____ RECORD SET

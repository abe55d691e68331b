use tracing::debug;
use vocab_types::{FlashcardView, Key, Language, WordId};

use crate::{GameEvent, KeyboardSubscription, SessionContext, TimerKind, WordPool};

/// Browse a shuffled deck one card at a time. Going forward past the last
/// card loops back to the first; going back stops at the first.
#[derive(Debug)]
pub struct FlashcardSession {
    pool: WordPool,
    deck: Vec<WordId>,
    cursor: usize,
    flipped: bool,
    /// Deck position whose text is on screen. Lags `cursor` by the reveal
    /// delay so the flip-back animation never shows the next card's answer.
    displayed: Option<usize>,
    _keyboard: Option<KeyboardSubscription>,
}

impl FlashcardSession {
    pub fn new(
        pool: WordPool,
        keyboard: Option<KeyboardSubscription>,
        ctx: &mut SessionContext<'_>,
    ) -> Self {
        let deck = pool.shuffled_copy(ctx.rng());
        let mut session = Self {
            pool,
            deck,
            cursor: 0,
            flipped: false,
            displayed: None,
            _keyboard: keyboard,
        };
        session.update_card(ctx);
        session
    }

    pub fn cursor(&self) -> usize {
        self.cursor
    }

    pub fn len(&self) -> usize {
        self.deck.len()
    }

    pub fn is_empty(&self) -> bool {
        self.deck.is_empty()
    }

    pub fn is_flipped(&self) -> bool {
        self.flipped
    }

    pub fn current_word(&self) -> Option<WordId> {
        self.deck.get(self.cursor).copied()
    }

    pub fn flip(&mut self, ctx: &mut SessionContext<'_>) {
        self.flipped = !self.flipped;
        ctx.publish(GameEvent::CardFlipped {
            session_id: ctx.session_id(),
            position: self.cursor,
            showing_back: self.flipped,
        });
    }

    pub fn next(&mut self, ctx: &mut SessionContext<'_>) {
        if self.deck.is_empty() {
            return;
        }
        self.cursor = if self.cursor + 1 < self.deck.len() {
            self.cursor + 1
        } else {
            0
        };
        self.update_card(ctx);
    }

    pub fn prev(&mut self, ctx: &mut SessionContext<'_>) {
        if self.cursor == 0 {
            return;
        }
        self.cursor -= 1;
        self.update_card(ctx);
    }

    pub fn handle_key(&mut self, key: Key, ctx: &mut SessionContext<'_>) {
        match key {
            Key::ArrowRight => self.next(ctx),
            Key::ArrowLeft => self.prev(ctx),
            Key::Space | Key::Enter => self.flip(ctx),
            Key::Other => {}
        }
    }

    /// Delayed half of `update_card`.
    pub fn reveal_content(&mut self, index: usize) {
        if index < self.deck.len() {
            self.displayed = Some(index);
        }
    }

    fn update_card(&mut self, ctx: &mut SessionContext<'_>) {
        self.flipped = false;
        let delay = ctx.timings().flashcard_reveal;
        ctx.schedule(delay, TimerKind::FlashcardReveal { index: self.cursor });
        debug!("Flashcard moved to {}/{}", self.cursor + 1, self.deck.len());
    }

    pub fn view(&self) -> FlashcardView {
        let entry = self
            .displayed
            .and_then(|index| self.deck.get(index))
            .map(|id| self.pool.entry(*id));

        FlashcardView {
            flipped: self.flipped,
            front: entry
                .map(|e| e.text(Language::German).to_string())
                .unwrap_or_default(),
            back: entry
                .map(|e| e.text(Language::Czech).to_string())
                .unwrap_or_default(),
            example: entry.map(|e| e.example_text().to_string()).unwrap_or_default(),
            counter: match self.displayed {
                Some(index) => format!("{} / {}", index + 1, self.deck.len()),
                None => String::new(),
            },
            position: self.cursor,
            total: self.deck.len(),
        }
    }
}
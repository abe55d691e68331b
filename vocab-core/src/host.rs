use std::time::Duration;

use tracing::{debug, info, warn};
use uuid::Uuid;
use vocab_types::{GameError, GameType, HostView, Key, SessionId, UserAction, WordEntry};

use crate::{
    EntropyRandom, GameEvent, GameEventBus, GameEventHandler, GameTimings, KeyboardListeners,
    RandomSource, Session, SessionContext, SessionToken, TimerQueue, WordPool,
};

#[derive(Debug)]
struct ActiveSession {
    id: SessionId,
    token: SessionToken,
    session: Session,
}

/// Owns the display region and the one session mounted into it.
///
/// Words handed over with `set_words` only apply to the next `start`; a
/// running session keeps the snapshot it was started with.
pub struct GameHost {
    words: WordPool,
    active: Option<ActiveSession>,
    last_token: SessionToken,
    timers: TimerQueue,
    keyboard: KeyboardListeners,
    event_bus: GameEventBus,
    rng: Box<dyn RandomSource>,
    timings: GameTimings,
}

impl GameHost {
    pub fn new() -> Self {
        Self::with_random(EntropyRandom::new())
    }

    pub fn with_random(rng: impl RandomSource + 'static) -> Self {
        Self {
            words: WordPool::default(),
            active: None,
            last_token: SessionToken::NONE,
            timers: TimerQueue::new(),
            keyboard: KeyboardListeners::new(),
            event_bus: GameEventBus::new(),
            rng: Box::new(rng),
            timings: GameTimings::default(),
        }
    }

    pub fn with_timings(mut self, timings: GameTimings) -> Self {
        self.timings = timings;
        self
    }

    pub fn timings(&self) -> &GameTimings {
        &self.timings
    }

    pub fn add_handler(&mut self, handler: Box<dyn GameEventHandler>) {
        self.event_bus.add_handler(handler);
    }

    pub fn words(&self) -> &WordPool {
        &self.words
    }

    pub fn set_words(&mut self, words: Vec<WordEntry>) {
        info!("GameHost received {} words", words.len());
        self.words = WordPool::new(words);
        self.event_bus.publish(GameEvent::WordsUpdated {
            word_count: self.words.len(),
        });
    }

    pub fn active_game(&self) -> Option<GameType> {
        self.active.as_ref().map(|a| a.session.game_type())
    }

    pub fn active_session_id(&self) -> Option<SessionId> {
        self.active.as_ref().map(|a| a.id)
    }

    pub fn active_token(&self) -> Option<SessionToken> {
        self.active.as_ref().map(|a| a.token)
    }

    pub fn session(&self) -> Option<&Session> {
        self.active.as_ref().map(|a| &a.session)
    }

    pub fn is_playing(&self) -> bool {
        self.active.is_some()
    }

    pub fn keyboard_listeners(&self) -> usize {
        self.keyboard.len()
    }

    pub fn pending_timers(&self) -> usize {
        self.timers.len()
    }

    pub fn next_timer_in(&self) -> Option<Duration> {
        self.timers.next_due_in()
    }

    /// Mounts a new session for `game_type`. The new session is built before
    /// the old one is torn down, so a rejected start (a pool that is too
    /// small) leaves any running session untouched.
    pub fn start(&mut self, game_type: GameType) -> Result<SessionId, GameError> {
        let available = self.words.len();
        let token = self.last_token.next();
        self.last_token = token;
        let id = Uuid::new_v4();
        let keyboard = game_type
            .uses_keyboard()
            .then(|| self.keyboard.subscribe(token));

        let created = {
            let mut ctx = SessionContext::new(
                id,
                token,
                &self.timings,
                &mut self.timers,
                &mut self.event_bus,
                self.rng.as_mut(),
            );
            Session::create(game_type, self.words.clone(), keyboard, &mut ctx)
        };
        let session = match created {
            Ok(session) => session,
            Err(e) => {
                warn!("Refusing to start {}: {}", game_type, e);
                self.event_bus.publish(GameEvent::StartRejected {
                    game_type,
                    required: game_type.min_words(),
                    available,
                });
                return Err(e);
            }
        };

        self.teardown();
        info!("Started {} session {} with {} words", game_type, id, available);
        self.active = Some(ActiveSession { id, token, session });
        self.event_bus.publish(GameEvent::GameStarted {
            session_id: id,
            game_type,
            word_count: available,
        });
        Ok(id)
    }

    /// Tears down the running session and returns to the selection view.
    pub fn stop(&mut self) {
        if !self.teardown() {
            debug!("stop() with no running game");
        }
    }

    fn teardown(&mut self) -> bool {
        let Some(active) = self.active.take() else {
            return false;
        };
        let game_type = active.session.game_type();
        info!("Stopped {} session {}", game_type, active.id);
        // Dropping the session releases its keyboard subscription
        drop(active.session);
        self.event_bus.publish(GameEvent::GameStopped {
            session_id: active.id,
            game_type,
        });
        true
    }

    pub fn dispatch(&mut self, action: UserAction) -> Result<(), GameError> {
        let Some(active) = self.active.as_mut() else {
            return Err(GameError::NoActiveGame);
        };
        debug!("Session {} handling {}", active.id, action.name());

        let mut ctx = SessionContext::new(
            active.id,
            active.token,
            &self.timings,
            &mut self.timers,
            &mut self.event_bus,
            self.rng.as_mut(),
        );
        active.session.handle_action(action, &mut ctx)
    }

    /// Delivers a key press to the mounted session if it is listening.
    /// Returns whether anyone received it.
    pub fn key_press(&mut self, key: Key) -> bool {
        let Some(active) = self.active.as_mut() else {
            return false;
        };
        if !self.keyboard.is_subscribed(active.token) {
            return false;
        }

        let mut ctx = SessionContext::new(
            active.id,
            active.token,
            &self.timings,
            &mut self.timers,
            &mut self.event_bus,
            self.rng.as_mut(),
        );
        active.session.handle_key(key, &mut ctx);
        true
    }

    /// Moves the clock forward and fires every timer that came due. Timers
    /// scheduled by a session that is no longer mounted do nothing.
    pub fn advance(&mut self, elapsed: Duration) {
        let until = self.timers.now() + elapsed;
        while let Some(timer) = self.timers.pop_due(until) {
            let current = self.active.as_ref().map(|a| a.token) == Some(timer.token);
            if !current {
                debug!(
                    "Ignoring {:?} from session token {}",
                    timer.kind,
                    timer.token.value()
                );
                self.event_bus.publish(GameEvent::StaleTimerIgnored {
                    token: timer.token.value(),
                });
                continue;
            }
            let Some(active) = self.active.as_mut() else {
                continue;
            };

            let mut ctx = SessionContext::new(
                active.id,
                active.token,
                &self.timings,
                &mut self.timers,
                &mut self.event_bus,
                self.rng.as_mut(),
            );
            if let Err(e) = active.session.on_timer(timer.kind, &mut ctx) {
                warn!("Session {} failed to handle {:?}: {}", active.id, timer.kind, e);
            }
        }
        self.timers.settle(until);
    }

    pub fn view(&self) -> HostView {
        match &self.active {
            Some(active) => HostView::Playing(active.session.view()),
            None => HostView::Selection,
        }
    }
}

impl Default for GameHost {
    fn default() -> Self {
        Self::new()
    }
}

#[cfg(test)]
mod tests {
    use super::*;
    use crate::SequenceRandom;
    use crate::sessions::test_support::{EventLog, sample_words};
    use vocab_types::SessionView;

    fn create_test_host(words: usize) -> (GameHost, EventLog) {
        let log = EventLog::default();
        let mut host = GameHost::with_random(SequenceRandom::new(vec![0.0, 0.35, 0.8, 0.1, 0.55]));
        host.add_handler(Box::new(log.clone()));
        host.set_words(sample_words(words));
        (host, log)
    }

    #[test]
    fn test_start_rejected_without_state_change() {
        let (mut host, log) = create_test_host(3);

        for game in [GameType::Quiz, GameType::Memory, GameType::Typing] {
            let result = host.start(game);
            assert!(matches!(result, Err(GameError::NotEnoughWords { .. })));
            assert_eq!(host.view(), HostView::Selection);
        }
        assert_eq!(
            log.count(|e| matches!(e, GameEvent::StartRejected { .. })),
            3
        );

        // Flashcards work with any non-empty pool
        assert!(host.start(GameType::Flashcards).is_ok());
    }

    #[test]
    fn test_rejection_keeps_running_session() {
        let (mut host, log) = create_test_host(5);
        let running = host.start(GameType::Flashcards).unwrap();
        let token = host.active_token();
        host.set_words(sample_words(2));

        assert!(host.start(GameType::Quiz).is_err());
        assert_eq!(host.active_game(), Some(GameType::Flashcards));
        assert_eq!(host.active_session_id(), Some(running));
        assert_eq!(host.active_token(), token);
        assert_eq!(host.keyboard_listeners(), 1);
        assert_eq!(log.count(|e| matches!(e, GameEvent::GameStopped { .. })), 0);
        assert_eq!(
            log.count(|e| matches!(e, GameEvent::StartRejected { .. })),
            1
        );

        // The flashcard session still takes input and fires its own timers
        host.advance(Duration::from_millis(200));
        assert!(host.key_press(Key::ArrowRight));
        let HostView::Playing(SessionView::Flashcard(card)) = host.view() else {
            panic!("flashcards not mounted");
        };
        assert!(!card.front.is_empty());
    }

    #[test]
    fn test_rejected_keyboard_game_releases_subscription() {
        let (mut host, _log) = create_test_host(0);
        assert!(host.start(GameType::Flashcards).is_err());
        assert_eq!(host.keyboard_listeners(), 0);
        assert_eq!(host.pending_timers(), 0);
        assert_eq!(host.view(), HostView::Selection);
    }

    #[test]
    fn test_empty_pool_rejects_flashcards() {
        let (mut host, _log) = create_test_host(0);
        assert_eq!(
            host.start(GameType::Flashcards),
            Err(GameError::NotEnoughWords {
                game: GameType::Flashcards,
                required: 1,
                available: 0
            })
        );
    }

    #[test]
    fn test_stop_restores_selection() {
        let (mut host, log) = create_test_host(8);
        host.start(GameType::Memory).unwrap();
        assert!(matches!(host.view(), HostView::Playing(SessionView::Memory(_))));

        host.stop();
        assert_eq!(host.view(), HostView::Selection);
        assert!(host.active_game().is_none());
        assert_eq!(log.count(|e| matches!(e, GameEvent::GameStopped { .. })), 1);

        // Second stop is harmless
        host.stop();
        assert_eq!(log.count(|e| matches!(e, GameEvent::GameStopped { .. })), 1);
    }

    #[test]
    fn test_dispatch_without_game() {
        let (mut host, _log) = create_test_host(4);
        assert_eq!(host.dispatch(UserAction::Next), Err(GameError::NoActiveGame));
    }

    #[test]
    fn test_tokens_are_monotonic() {
        let (mut host, _log) = create_test_host(6);
        host.start(GameType::Quiz).unwrap();
        let first = host.active_token().unwrap();
        host.start(GameType::Typing).unwrap();
        let second = host.active_token().unwrap();
        assert!(second > first);
    }

    #[test]
    fn test_set_words_does_not_touch_running_session() {
        let (mut host, _log) = create_test_host(4);
        host.start(GameType::Quiz).unwrap();
        let Some(Session::Quiz(quiz)) = host.session() else {
            panic!("quiz not mounted");
        };
        let prompt = quiz.view().prompt;

        host.set_words(vec![WordEntry::new("Ente", "kachna"); 10]);
        let Some(Session::Quiz(quiz)) = host.session() else {
            panic!("quiz not mounted");
        };
        assert_eq!(quiz.view().prompt, prompt);
        assert_eq!(host.words().len(), 10);
    }
}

________

WHAT YOU ARE ASKED TO DO
Search the listing above for "crate" and copy every line that holds it.

PROBLEM SOLUTION
use crate::{GameEvent, KeyboardSubscription, SessionContext, TimerKind, WordPool};
use crate::{
    use crate::SequenceRandom;
    use crate::sessions::test_support::{EventLog, sample_words};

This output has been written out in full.